Curr Opin Immunol. 2011 Apr;23(2):207-12. doi: 10.1016/j.coi.2010.12.017. Epub 2011 Jan 15.
T cell receptor signaling allows the developing thymocyte to undergo positive or negative selection, which is required for the formation of a useful mature T cell repertoire. Recent developments include the finding that much of the Lck kinase (required to initiate T cell signaling) is already in an active configuration before signaling. The analog strength of antigen binding to the T cell receptor binding may be translated into a digital signal by the amount of time the TCR is paired with a co-receptor carrying Lck. Downstream, the cellular localization of MAP kinase signaling is determined by the strength of the signal and in turn predicts positive or negative selection. A novel protein, Themis, is important in crossing the positive selection developmental checkpoint, but its mode of action is still uncertain. Commitment to the CD4 or CD8 lineage is influenced by the amount of ZAP-70 signaling and also by closely regulated responsiveness to intrathymic cytokines such as IL7.

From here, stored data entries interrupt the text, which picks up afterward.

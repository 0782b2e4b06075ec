use std::sync::atomic::{AtomicBool, Ordering};
use std::sync::{Arc, Mutex};
use std::time::Duration;

use biowire_frame::{ProtocolInfo, SensorsData, Settings};
use biowire_transport::{TcpClientTransport, Transport};
use tracing::{info, warn};

use crate::config::SessionConfig;
use crate::dispatcher::{Dispatcher, PeerInfo, SessionEvents};
use crate::error::{Result, SessionError};
use crate::handshake::handshake_client;
use crate::session::{lock, SessionCore, SessionState};

struct Connected {
    transport: Arc<TcpClientTransport>,
    peer: PeerInfo,
    protocol: Option<ProtocolInfo>,
}

/// Sensor-side session: connects to a monitoring server, completes the
/// handshake and runs the send and receive loops.
pub struct ClientSession {
    core: SessionCore,
    connected: Mutex<Option<Connected>>,
    ever_connected: AtomicBool,
}

impl ClientSession {
    pub fn new(config: SessionConfig, dispatcher: Arc<Dispatcher>, events: SessionEvents) -> Self {
        Self {
            core: SessionCore::new(config, dispatcher, events),
            connected: Mutex::new(None),
            ever_connected: AtomicBool::new(false),
        }
    }

    /// Connect to `host` at the configured port.
    pub fn connect(&self, host: &str) -> Result<PeerInfo> {
        self.connect_with_port(host, self.core.config.port)
    }

    /// Connect to `host:port` and complete the handshake.
    ///
    /// On failure the connection is closed and the session stays
    /// disconnected.
    pub fn connect_with_port(&self, host: &str, port: u16) -> Result<PeerInfo> {
        let mut slot = lock(&self.connected);
        if self.core.is_running() {
            return Err(SessionError::AlreadyBound);
        }
        if let Some(stale) = slot.take() {
            stale.transport.shutdown();
        }
        self.core.deactivate();

        let transport = Arc::new(TcpClientTransport::connect(host, port)?);
        let cancel = AtomicBool::new(false);
        let handshake = match handshake_client(transport.as_ref(), &self.core.config, &cancel) {
            Ok(handshake) => handshake,
            Err(err) => {
                warn!(host, port, error = %err, "handshake with server failed");
                transport.shutdown();
                return Err(err);
            }
        };

        let peer = PeerInfo {
            name: handshake.peer_name,
            addr: Some(transport.peer_addr()),
        };
        info!(server = %peer.name, addr = %transport.peer_addr(), "connected to server");
        self.core.events.peer_connected(&peer);

        let dyn_transport: Arc<dyn Transport> = transport.clone();
        if let Err(err) = self.core.activate(dyn_transport, handshake.leftover) {
            transport.shutdown();
            return Err(err);
        }

        self.ever_connected.store(true, Ordering::SeqCst);
        *slot = Some(Connected {
            transport,
            peer: peer.clone(),
            protocol: handshake.protocol,
        });
        Ok(peer)
    }

    /// The server this session last connected to.
    pub fn peer(&self) -> Option<PeerInfo> {
        lock(&self.connected).as_ref().map(|c| c.peer.clone())
    }

    /// The server's advertised capabilities.
    pub fn protocol(&self) -> Option<ProtocolInfo> {
        lock(&self.connected)
            .as_ref()
            .and_then(|c| c.protocol.clone())
    }

    pub fn state(&self) -> SessionState {
        if self.core.is_running() {
            SessionState::Active
        } else if self.ever_connected.load(Ordering::SeqCst) {
            SessionState::Stopped
        } else {
            SessionState::Unbound
        }
    }

    pub fn is_connected(&self) -> bool {
        self.core.is_running()
    }

    pub fn config(&self) -> &SessionConfig {
        &self.core.config
    }

    /// Stop the loops and close the connection. A no-op when not connected.
    pub fn disconnect(&self) {
        let connected = lock(&self.connected).take();
        self.core.deactivate();
        self.core.clear_queue();
        if let Some(connected) = connected {
            connected.transport.disconnect();
            info!(server = %connected.peer.name, "disconnected");
        }
    }

    pub fn send_sensors_data(&self, data: SensorsData) -> bool {
        self.core.send_sensors_data(data)
    }

    pub fn send_voice_window(&self, window: &[u8]) -> bool {
        self.core.send_voice_window(window)
    }

    /// Queue a chat message. Missing or empty text is rejected.
    pub fn send_chat_message<'a>(&self, text: impl Into<Option<&'a str>>) -> bool {
        self.core.send_chat_message(text.into())
    }

    pub fn send_settings(&self, settings: &Settings) -> bool {
        self.core.send_settings(settings)
    }

    /// Frames queued but not yet taken by the send loop.
    pub fn pending(&self) -> usize {
        self.core.pending()
    }

    /// Wait up to `timeout` for the outbound queue to drain.
    pub fn flush(&self, timeout: Duration) -> bool {
        self.core.flush(timeout)
    }
}

impl Drop for ClientSession {
    fn drop(&mut self) {
        self.disconnect();
    }
}

impl std::fmt::Debug for ClientSession {
    fn fmt(&self, f: &mut std::fmt::Formatter<'_>) -> std::fmt::Result {
        f.debug_struct("ClientSession")
            .field("state", &self.state())
            .field("peer", &self.peer())
            .finish()
    }
}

T 细胞受体信号允许发育中的胸腺细胞经历阳性或阴性选择,这是形成有用的成熟 T 细胞库所必需的。最近的研究进展包括发现,在信号转导之前,大部分 Lck 激酶(启动 T 细胞信号转导所需)已经处于活跃构象。T 细胞受体结合的抗原结合的模拟强度可以通过 TCR 与携带 Lck 的共受体配对的时间长短转化为数字信号。在下游,MAP 激酶信号的细胞定位由信号的强度决定,并反过来预测阳性或阴性选择。一种新的蛋白质,Themis,在跨越阳性选择发育检查点方面很重要,但它的作用模式仍不确定。CD4 或 CD8 谱系的决定受到 ZAP-70 信号的数量以及对胸腺内细胞因子(如 IL7)的反应性的紧密调节的影响。